After waiting for 3 months, John attended their appointment and was repeatedly misgendered by his counselor. The internet also cut out multiple times during the appointment, and John lost 10 minutes of his 50-minute session due to technical issues (themes: web-based communication and accessibility). John felt that he was not able to connect with his counselor over the screen in the same way he had previously with his in-person counselor (theme: provider relationship and interactions). John felt defeated and did not end up making another appointment.
Themes Specific to Web-Based Care
Theme 1: Accessibility
Overall, participants reported that web-based care led to better accessibility to services than that before the COVID-19 pandemic, both in the sense of being physically easier to access and also because many services reduced or waived their fees for web-based care options:
There's these kinds of things that are online now, although they're more accessible, which is wonderful. And some, some of the fees are even being waived, which is so wonderful, too.
LGBTQ2S+ youths from rural communities shared that they traditionally experience reduced access to in-person care and often have to travel far due to a lack of services in their area. Rural youths reported that the move to web-based care reduced barriers associated with traveling into the city for in-person services, allowing them more choices in providers, more options for specialized services, and greater access to service providers who were adequately trained to work with gender and sexually diverse youths.
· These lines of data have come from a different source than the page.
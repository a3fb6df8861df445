//! Per-tick systems, run by `SimulationEngine` in a fixed order.
//!
//! Each system is a free function over the `World` plus whatever engine
//! state it needs passed in explicitly (economy, event list, clock).

pub mod cleanup;
pub mod movement;
pub mod projectiles;
pub mod snapshot;
pub mod tower_targeting;
pub mod wave_spawner;
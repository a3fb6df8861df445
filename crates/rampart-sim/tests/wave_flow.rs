use rampart_sim::core::commands::PlayerCommand;
use rampart_sim::core::config::GameConfig;
use rampart_sim::core::enums::{GamePhase, TowerKind};
use rampart_sim::core::events::GameEvent;
use rampart_sim::engine::SimConfig;
use rampart_sim::SimulationEngine;

fn place(engine: &mut SimulationEngine, kind: TowerKind, x: f64, y: f64) {
    engine.queue_command(PlayerCommand::SelectTower { kind });
    engine.queue_command(PlayerCommand::PlaceTower { x, y });
}

/// Run until the current wave completes, returning every event seen.
fn play_wave(engine: &mut SimulationEngine, max_ticks: usize) -> Vec<GameEvent> {
    engine.queue_command(PlayerCommand::StartWave);
    let mut events = Vec::new();
    for _ in 0..max_ticks {
        let snap = engine.tick();
        let done = snap
            .events
            .iter()
            .any(|e| matches!(e, GameEvent::WaveCompleted { .. }));
        events.extend(snap.events);
        if done {
            return events;
        }
    }
    panic!("wave did not complete within {max_ticks} ticks");
}

#[test]
fn money_and_score_track_kills_across_waves() {
    let mut engine = SimulationEngine::new(SimConfig {
        game: GameConfig {
            starting_money: 275,
            ..Default::default()
        },
        ..Default::default()
    });
    place(&mut engine, TowerKind::Basic, 250.0, 200.0);
    place(&mut engine, TowerKind::Splash, 400.0, 250.0);
    place(&mut engine, TowerKind::Sniper, 400.0, 200.0);
    let spent = 50 + 75 + 100;

    let mut rewards = 0;
    let mut leaks = 0;
    let mut spawned = 0;
    for wave in 1..=2u32 {
        let events = play_wave(&mut engine, 5_000);
        for event in &events {
            match event {
                GameEvent::EnemyKilled { reward } => {
                    assert_eq!(*reward, 15 + 3 * i64::from(wave));
                    rewards += reward;
                    spawned += 1;
                }
                GameEvent::EnemyLeaked { .. } => {
                    leaks += 1;
                    spawned += 1;
                }
                GameEvent::WaveStarted { enemy_count, .. } => {
                    assert_eq!(*enemy_count, 5 * wave);
                }
                _ => {}
            }
        }
        assert!(events.contains(&GameEvent::WaveCompleted { wave }));
        assert_eq!(engine.economy().wave, wave + 1);
        assert!(!engine.wave_in_progress());
    }

    assert_eq!(spawned, 5 + 10, "Every enemy is either killed or leaked");
    assert_eq!(engine.economy().money, 275 - spent + rewards);
    assert_eq!(engine.economy().score, rewards);
    assert_eq!(engine.economy().lives, 20 - leaks);
    assert!(rewards > 0, "Three towers should kill something");
}

#[test]
fn config_file_drives_the_engine() {
    let game = GameConfig::from_toml_str(
        r#"
        starting_money = 40
        starting_lives = 1
        spawn_interval_ms = 250
        end_on_defeat = true
        path = [{ x = 0.0, y = 50.0 }, { x = 100.0, y = 50.0 }]

        [tower_costs]
        basic = 40
        "#,
    )
    .unwrap();
    let mut engine = SimulationEngine::new(SimConfig {
        game,
        time_scale: 9.0,
    });
    assert_eq!(engine.time_scale(), 4.0);

    place(&mut engine, TowerKind::Basic, 50.0, 500.0);
    let snap = engine.tick();
    assert_eq!(snap.hud.money, 0);
    assert_eq!(snap.path.len(), 2);

    let events = {
        engine.queue_command(PlayerCommand::StartWave);
        let mut events = Vec::new();
        for _ in 0..600 {
            events.extend(engine.tick().events);
        }
        events
    };

    // A 100-unit path is walked in about 50 ticks; the first leak ends the game.
    assert!(events.contains(&GameEvent::LivesDepleted));
    assert_eq!(engine.phase(), GamePhase::Defeat);
    assert_eq!(engine.economy().lives, 0);
}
Disabled youths also reported that web-based care resulted in better access to services than they had experienced before the pandemic. A facilitator noted the following comments made during the conversation by a participant through text chat:
They've been doing online stuff for all their life…so saying something that's online they are accustomed to. And…that worked for them… they were saying it's also been way more exhausting to not have online options, and COVID is honestly the most accessible than it’s ever been in (their) life.
Despite the overall benefit of web-based care for accessibility, disabled youths also noted that web-based accessibility tools need to work for those relying on them. For example, web-based modalities often offer closed captions; however, this service is only helpful when the captions are clear and coherent. For some neurodivergent youths, web-based care also posed unique barriers. Particularly, phone and email services made communication challenging for participants who rely heavily on visual social cues.
Finally, participants noted that web-based services are not accessible to all youths. Specifically, they mentioned that some youths do not have access to the internet or technology devices to access web-based services and that many LGBTQ2S+ youths and young adults do not have a safe or supportive space to access web-based care:
Due to COVID they have just begun doing counseling virtual…but like some folks have moved back home with their parents or are living in rooming houses. For me, I live with my parents, and I'd say that like privacy is a big concern for me. So in some ways, yes, things are more accessible, but there's also a lot of limitations and like concerns regarding how you access things.
Overall, the move to web-based care increased the accessibility of services compared to in-person care, especially for specific subpopulations that face barriers to in-person care, such as rural youths and disabled youths. However, barriers to web-based care were also identified, including challenges navigating less social cues, lack of internet access, and lack of safe or supportive spaces to access web-based care.
Theme 2: Web-Based Communication
Participants reported difficulty communicating and building rapport on the web or over the phone. During email communication, many participants did not feel heard over email and expressed issues with timely responses from providers. When email communication did occur, it felt more formal and impersonal and not as organic or effective as a “natural conversation.” Participants noted that the nature of email as opposed to an in-person interaction meant that they had to self-motivate more to continue to reach out and did not receive feedback right away, which some found challenging.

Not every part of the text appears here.